**Exercise objective:** Write out again the entries from the first line to the line that includes "listing page template.", keeping both of those lines.

Dataset entries

====

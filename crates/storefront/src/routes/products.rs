//! Product route handlers.

use askama::Template;
use askama_web::WebTemplate;
use axum::{
    Form,
    extract::{Path, Query, State},
    response::{IntoResponse, Redirect, Response},
};
use serde::Deserialize;
use tower_sessions::Session;
use tracing::instrument;
use url::form_urlencoded;

use marketstall_core::ProductId;

use crate::backend::{NewReview, Product, ProductPage, ProductQuery, ProductSort, Review};
use crate::error::{AppError, Result, add_breadcrumb};
use crate::filters;
use crate::middleware::{OptionalAuth, Page, RequireAuth};
use crate::models::{Cart, MAX_LINE_QUANTITY, Toast};
use crate::state::AppState;

use super::{recover, write_failed};

/// Longest review comment accepted.
const MAX_COMMENT_CHARS: usize = 2000;

// =============================================================================
// Catalog
// =============================================================================

/// Catalog query parameters.
#[derive(Debug, Default, Deserialize)]
pub struct CatalogParams {
    pub page: Option<u32>,
    pub search: Option<String>,
    pub category: Option<String>,
    pub sort: Option<String>,
}

impl CatalogParams {
    /// Normalize into a backend query: blank filters are dropped and an
    /// unknown sort falls back to newest.
    #[must_use]
    pub fn to_query(&self) -> ProductQuery {
        let non_blank = |value: &Option<String>| {
            value
                .as_deref()
                .map(str::trim)
                .filter(|v| !v.is_empty())
                .map(String::from)
        };

        ProductQuery {
            page: self.page.unwrap_or(1).max(1),
            search: non_blank(&self.search),
            category: non_blank(&self.category),
            sort: self
                .sort
                .as_deref()
                .and_then(|s| ProductSort::ALL.into_iter().find(|sort| sort.as_str() == s))
                .unwrap_or_default(),
            ..ProductQuery::default()
        }
    }
}

/// Product listing page template.
#[derive(Template, WebTemplate)]
#[template(path = "products/index.html")]
pub struct ProductsIndexTemplate {
    pub page: Page,
    pub results: ProductPage,
    pub query: ProductQuery,
    pub categories: Vec<String>,
    pub sorts: [ProductSort; 4],
}

impl ProductsIndexTemplate {
    /// Catalog URL for another page with the current filters.
    #[must_use]
    pub fn page_url(&self, number: u32) -> String {
        let mut query = self.query.clone();
        query.page = number;
        catalog_url(&query)
    }

    #[must_use]
    pub fn is_sort(&self, sort: &ProductSort) -> bool {
        self.query.sort == *sort
    }

    #[must_use]
    pub fn has_previous(&self) -> bool {
        self.results.page > 1
    }

    #[must_use]
    pub fn has_next(&self) -> bool {
        self.results.page < self.results.pages
    }

    #[must_use]
    pub fn previous_page(&self) -> u32 {
        self.results.page.saturating_sub(1).max(1)
    }

    #[must_use]
    pub fn next_page(&self) -> u32 {
        self.results.page.saturating_add(1)
    }

    #[must_use]
    pub fn search_text(&self) -> &str {
        self.query.search.as_deref().unwrap_or_default()
    }

    #[must_use]
    pub fn is_category(&self, category: &str) -> bool {
        self.query.category.as_deref() == Some(category)
    }
}

/// Build a catalog link, omitting defaults.
#[must_use]
pub fn catalog_url(query: &ProductQuery) -> String {
    let mut serializer = form_urlencoded::Serializer::new(String::new());
    if let Some(search) = &query.search {
        serializer.append_pair("search", search);
    }
    if let Some(category) = &query.category {
        serializer.append_pair("category", category);
    }
    if query.sort != ProductSort::default() {
        serializer.append_pair("sort", query.sort.as_str());
    }
    if query.page > 1 {
        serializer.append_pair("page", &query.page.to_string());
    }
    let params = serializer.finish();

    if params.is_empty() {
        "/products".to_string()
    } else {
        format!("/products?{params}")
    }
}

/// Display the product catalog.
#[instrument(skip(state, session, page))]
pub async fn index(
    State(state): State<AppState>,
    session: Session,
    mut page: Page,
    Query(params): Query<CatalogParams>,
) -> Result<impl IntoResponse> {
    let query = params.to_query();

    let (results, categories) = tokio::join!(
        state.api().list_products(&query),
        state.api().categories()
    );

    let results = recover(&session, &mut page, results).await?;
    let categories = categories.unwrap_or_default();

    Ok(ProductsIndexTemplate {
        page,
        results,
        query,
        categories,
        sorts: ProductSort::ALL,
    })
}

// =============================================================================
// Product detail
// =============================================================================

/// Product detail page template.
#[derive(Template, WebTemplate)]
#[template(path = "products/show.html")]
pub struct ProductShowTemplate {
    pub page: Page,
    pub product: Product,
    pub reviews: Vec<Review>,
    /// Units of this product already in the cart.
    pub in_cart: u32,
    /// Largest quantity the add-to-cart form offers.
    pub max_quantity: u32,
    pub can_review: bool,
}

impl ProductShowTemplate {
    /// Rating rounded to one decimal for display.
    #[must_use]
    pub fn rating_label(&self) -> String {
        format!("{:.1}", self.product.rating)
    }
}

/// Parse a product ID path segment, treating malformed IDs as not found.
fn parse_product_id(raw: &str) -> Result<ProductId> {
    ProductId::parse(raw).map_err(|_| AppError::NotFound(format!("product {raw}")))
}

/// Display the product detail page.
#[instrument(skip(state, session, page, user))]
pub async fn show(
    State(state): State<AppState>,
    session: Session,
    mut page: Page,
    OptionalAuth(user): OptionalAuth,
    Path(id): Path<String>,
) -> Result<impl IntoResponse> {
    let id = parse_product_id(&id)?;

    let (product, reviews) = tokio::join!(
        state.api().get_product(&id),
        state.api().product_reviews(&id)
    );
    let product = product?;
    let reviews = recover(&session, &mut page, reviews).await?;

    let in_cart = Cart::load(&session)
        .await
        .get(&product.id)
        .map_or(0, |line| line.quantity);
    let max_quantity = product
        .stock
        .min(MAX_LINE_QUANTITY)
        .saturating_sub(in_cart);

    add_breadcrumb("navigation", "Viewed product", Some(&[("product_id", id.as_str())]));

    Ok(ProductShowTemplate {
        page,
        product,
        reviews,
        in_cart,
        max_quantity,
        can_review: user.is_some(),
    })
}

// =============================================================================
// Reviews
// =============================================================================

/// Review form data.
#[derive(Debug, Deserialize)]
pub struct ReviewForm {
    pub rating: Option<u8>,
    #[serde(default)]
    pub comment: String,
}

impl ReviewForm {
    /// Check the rating range and require a comment.
    ///
    /// # Errors
    ///
    /// Returns a message suitable for a toast.
    pub fn validate(&self) -> std::result::Result<NewReview, &'static str> {
        let rating = self
            .rating
            .filter(|r| (1..=5).contains(r))
            .ok_or("Please choose a rating from 1 to 5 stars")?;
        let comment = self.comment.trim();
        if comment.is_empty() {
            return Err("Please write a short comment");
        }
        if comment.chars().count() > MAX_COMMENT_CHARS {
            return Err("Comments are limited to 2000 characters");
        }
        Ok(NewReview {
            rating,
            comment: comment.to_string(),
        })
    }
}

/// Submit a review for a product.
#[instrument(skip(state, session, user, form))]
pub async fn create_review(
    State(state): State<AppState>,
    session: Session,
    RequireAuth(user): RequireAuth,
    Path(id): Path<String>,
    Form(form): Form<ReviewForm>,
) -> Result<Response> {
    let id = parse_product_id(&id)?;
    let back_to = format!("/products/{id}#reviews");

    let review = match form.validate() {
        Ok(review) => review,
        Err(message) => {
            Toast::error(message).push(&session).await;
            return Ok(Redirect::to(&back_to).into_response());
        }
    };

    match state.api().create_review(&user.token, &id, &review).await {
        Ok(_) => {
            tracing::info!(product_id = %id, rating = review.rating, "Review posted");
            Toast::success("Thanks for your review!").push(&session).await;
            Ok(Redirect::to(&back_to).into_response())
        }
        Err(e) => write_failed(&session, e, &back_to).await,
    }
}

====

**Task answer:**
filename crates/storefront/src/routes/products.rs
//! Product route handlers.

use askama::Template;
use askama_web::WebTemplate;
use axum::{
    Form,
    extract::{Path, Query, State},
    response::{IntoResponse, Redirect, Response},
};
use serde::Deserialize;
use tower_sessions::Session;
use tracing::instrument;
use url::form_urlencoded;

use marketstall_core::ProductId;

use crate::backend::{NewReview, Product, ProductPage, ProductQuery, ProductSort, Review};
use crate::error::{AppError, Result, add_breadcrumb};
use crate::filters;
use crate::middleware::{OptionalAuth, Page, RequireAuth};
use crate::models::{Cart, MAX_LINE_QUANTITY, Toast};
use crate::state::AppState;

use super::{recover, write_failed};

/// Longest review comment accepted.
const MAX_COMMENT_CHARS: usize = 2000;

// =============================================================================
// Catalog
// =============================================================================

/// Catalog query parameters.
#[derive(Debug, Default, Deserialize)]
pub struct CatalogParams {
    pub page: Option<u32>,
    pub search: Option<String>,
    pub category: Option<String>,
    pub sort: Option<String>,
}

impl CatalogParams {
    /// Normalize into a backend query: blank filters are dropped and an
    /// unknown sort falls back to newest.
    #[must_use]
    pub fn to_query(&self) -> ProductQuery {
        let non_blank = |value: &Option<String>| {
            value
                .as_deref()
                .map(str::trim)
                .filter(|v| !v.is_empty())
                .map(String::from)
        };

        ProductQuery {
            page: self.page.unwrap_or(1).max(1),
            search: non_blank(&self.search),
            category: non_blank(&self.category),
            sort: self
                .sort
                .as_deref()
                .and_then(|s| ProductSort::ALL.into_iter().find(|sort| sort.as_str() == s))
                .unwrap_or_default(),
            ..ProductQuery::default()
        }
    }
}

/// Product listing page template.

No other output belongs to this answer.